Task goal: Every line below containing the word "Test" should be found and copied.

Stored data entries
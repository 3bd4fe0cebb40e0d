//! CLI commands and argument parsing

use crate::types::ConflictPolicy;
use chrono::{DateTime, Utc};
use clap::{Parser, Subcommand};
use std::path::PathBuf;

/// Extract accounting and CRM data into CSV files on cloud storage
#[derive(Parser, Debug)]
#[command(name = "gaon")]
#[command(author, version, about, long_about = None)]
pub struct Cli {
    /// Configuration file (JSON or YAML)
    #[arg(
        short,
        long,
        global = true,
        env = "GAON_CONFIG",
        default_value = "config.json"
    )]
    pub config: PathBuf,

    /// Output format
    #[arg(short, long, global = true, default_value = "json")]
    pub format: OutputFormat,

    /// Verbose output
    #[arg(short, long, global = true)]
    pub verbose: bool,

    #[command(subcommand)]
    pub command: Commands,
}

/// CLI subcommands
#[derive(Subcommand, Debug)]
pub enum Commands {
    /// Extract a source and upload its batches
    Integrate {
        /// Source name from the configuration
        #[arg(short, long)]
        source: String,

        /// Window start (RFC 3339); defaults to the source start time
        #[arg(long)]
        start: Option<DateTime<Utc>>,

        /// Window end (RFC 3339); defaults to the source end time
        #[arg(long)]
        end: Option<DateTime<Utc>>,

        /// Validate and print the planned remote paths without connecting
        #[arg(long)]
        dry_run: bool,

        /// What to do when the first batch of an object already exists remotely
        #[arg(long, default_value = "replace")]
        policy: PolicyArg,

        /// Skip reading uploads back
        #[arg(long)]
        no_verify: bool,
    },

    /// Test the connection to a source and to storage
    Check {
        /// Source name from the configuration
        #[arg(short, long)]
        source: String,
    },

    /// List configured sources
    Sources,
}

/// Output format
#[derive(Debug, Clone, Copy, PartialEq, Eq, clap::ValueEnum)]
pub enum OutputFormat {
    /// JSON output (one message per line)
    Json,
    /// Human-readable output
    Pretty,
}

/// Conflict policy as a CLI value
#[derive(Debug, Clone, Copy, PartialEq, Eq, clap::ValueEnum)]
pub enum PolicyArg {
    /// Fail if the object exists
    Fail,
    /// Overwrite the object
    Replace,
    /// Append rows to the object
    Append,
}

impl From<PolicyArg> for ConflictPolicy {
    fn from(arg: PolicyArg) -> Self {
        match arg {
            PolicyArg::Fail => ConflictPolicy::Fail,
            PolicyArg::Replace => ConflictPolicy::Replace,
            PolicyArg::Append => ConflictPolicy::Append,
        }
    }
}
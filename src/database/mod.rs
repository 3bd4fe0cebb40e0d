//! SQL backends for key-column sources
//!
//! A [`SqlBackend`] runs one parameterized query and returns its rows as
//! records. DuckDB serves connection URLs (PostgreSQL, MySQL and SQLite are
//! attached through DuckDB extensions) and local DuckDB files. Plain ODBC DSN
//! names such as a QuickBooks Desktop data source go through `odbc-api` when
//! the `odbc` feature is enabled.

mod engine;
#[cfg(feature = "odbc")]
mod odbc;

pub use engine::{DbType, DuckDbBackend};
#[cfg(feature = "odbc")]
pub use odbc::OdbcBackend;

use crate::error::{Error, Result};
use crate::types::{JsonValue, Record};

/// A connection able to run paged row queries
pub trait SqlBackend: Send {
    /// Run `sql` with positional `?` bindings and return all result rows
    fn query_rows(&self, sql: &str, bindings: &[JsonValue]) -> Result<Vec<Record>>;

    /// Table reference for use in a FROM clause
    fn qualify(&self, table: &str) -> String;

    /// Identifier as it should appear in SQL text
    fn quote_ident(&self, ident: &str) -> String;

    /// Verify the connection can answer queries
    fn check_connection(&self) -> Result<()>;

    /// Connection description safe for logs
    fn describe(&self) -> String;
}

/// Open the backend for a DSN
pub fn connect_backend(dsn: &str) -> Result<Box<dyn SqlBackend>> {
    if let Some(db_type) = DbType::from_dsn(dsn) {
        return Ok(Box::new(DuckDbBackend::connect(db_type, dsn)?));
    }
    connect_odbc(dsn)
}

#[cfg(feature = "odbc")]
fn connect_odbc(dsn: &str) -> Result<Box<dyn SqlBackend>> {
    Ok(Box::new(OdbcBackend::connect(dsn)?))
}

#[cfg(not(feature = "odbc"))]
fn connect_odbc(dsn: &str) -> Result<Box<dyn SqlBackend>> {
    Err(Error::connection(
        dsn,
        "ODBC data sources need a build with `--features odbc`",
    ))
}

...

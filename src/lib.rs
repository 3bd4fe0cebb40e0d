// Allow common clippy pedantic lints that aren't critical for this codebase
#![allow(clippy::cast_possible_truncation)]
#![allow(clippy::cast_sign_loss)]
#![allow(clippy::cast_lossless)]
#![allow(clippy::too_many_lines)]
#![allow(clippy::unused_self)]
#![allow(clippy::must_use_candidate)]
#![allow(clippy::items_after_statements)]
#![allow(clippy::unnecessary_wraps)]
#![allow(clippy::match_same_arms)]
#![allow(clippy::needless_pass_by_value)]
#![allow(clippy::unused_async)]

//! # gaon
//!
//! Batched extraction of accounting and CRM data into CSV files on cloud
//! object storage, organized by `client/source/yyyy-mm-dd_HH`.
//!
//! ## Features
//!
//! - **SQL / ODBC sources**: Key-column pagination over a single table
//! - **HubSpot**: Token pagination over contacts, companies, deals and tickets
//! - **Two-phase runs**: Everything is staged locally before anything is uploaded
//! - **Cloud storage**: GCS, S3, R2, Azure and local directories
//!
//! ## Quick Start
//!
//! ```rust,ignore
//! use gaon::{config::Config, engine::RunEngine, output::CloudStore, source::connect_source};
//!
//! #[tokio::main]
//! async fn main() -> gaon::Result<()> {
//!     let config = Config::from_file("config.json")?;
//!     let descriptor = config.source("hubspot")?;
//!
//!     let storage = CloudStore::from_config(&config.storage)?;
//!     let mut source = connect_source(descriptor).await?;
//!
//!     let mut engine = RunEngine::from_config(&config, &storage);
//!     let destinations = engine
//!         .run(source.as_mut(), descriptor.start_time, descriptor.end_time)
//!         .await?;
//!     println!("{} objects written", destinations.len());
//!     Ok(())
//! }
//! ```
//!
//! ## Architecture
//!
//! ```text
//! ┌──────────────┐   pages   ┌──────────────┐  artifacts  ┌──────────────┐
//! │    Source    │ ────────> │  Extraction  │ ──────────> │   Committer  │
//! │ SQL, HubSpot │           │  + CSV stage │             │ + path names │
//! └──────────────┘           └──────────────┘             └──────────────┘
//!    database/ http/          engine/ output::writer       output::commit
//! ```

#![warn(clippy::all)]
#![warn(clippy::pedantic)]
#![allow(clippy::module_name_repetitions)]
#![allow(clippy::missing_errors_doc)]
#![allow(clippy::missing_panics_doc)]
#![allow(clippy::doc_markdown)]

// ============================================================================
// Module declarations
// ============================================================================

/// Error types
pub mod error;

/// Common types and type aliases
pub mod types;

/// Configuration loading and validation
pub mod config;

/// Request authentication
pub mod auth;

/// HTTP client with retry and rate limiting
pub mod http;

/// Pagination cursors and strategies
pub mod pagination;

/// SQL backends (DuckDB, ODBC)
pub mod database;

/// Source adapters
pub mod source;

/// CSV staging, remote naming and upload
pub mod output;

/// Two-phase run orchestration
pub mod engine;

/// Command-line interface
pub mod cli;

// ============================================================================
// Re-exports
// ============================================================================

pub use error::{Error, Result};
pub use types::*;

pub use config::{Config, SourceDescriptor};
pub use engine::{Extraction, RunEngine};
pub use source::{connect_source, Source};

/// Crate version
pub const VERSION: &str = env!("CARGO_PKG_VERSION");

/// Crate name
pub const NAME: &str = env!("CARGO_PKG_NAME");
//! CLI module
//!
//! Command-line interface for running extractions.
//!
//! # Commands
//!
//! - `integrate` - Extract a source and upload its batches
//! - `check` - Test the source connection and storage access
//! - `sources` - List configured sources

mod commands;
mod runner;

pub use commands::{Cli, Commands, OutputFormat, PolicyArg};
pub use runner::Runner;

Answer space:
    /// Test the connection to a source and to storage
//! - `check` - Test the source connection and storage access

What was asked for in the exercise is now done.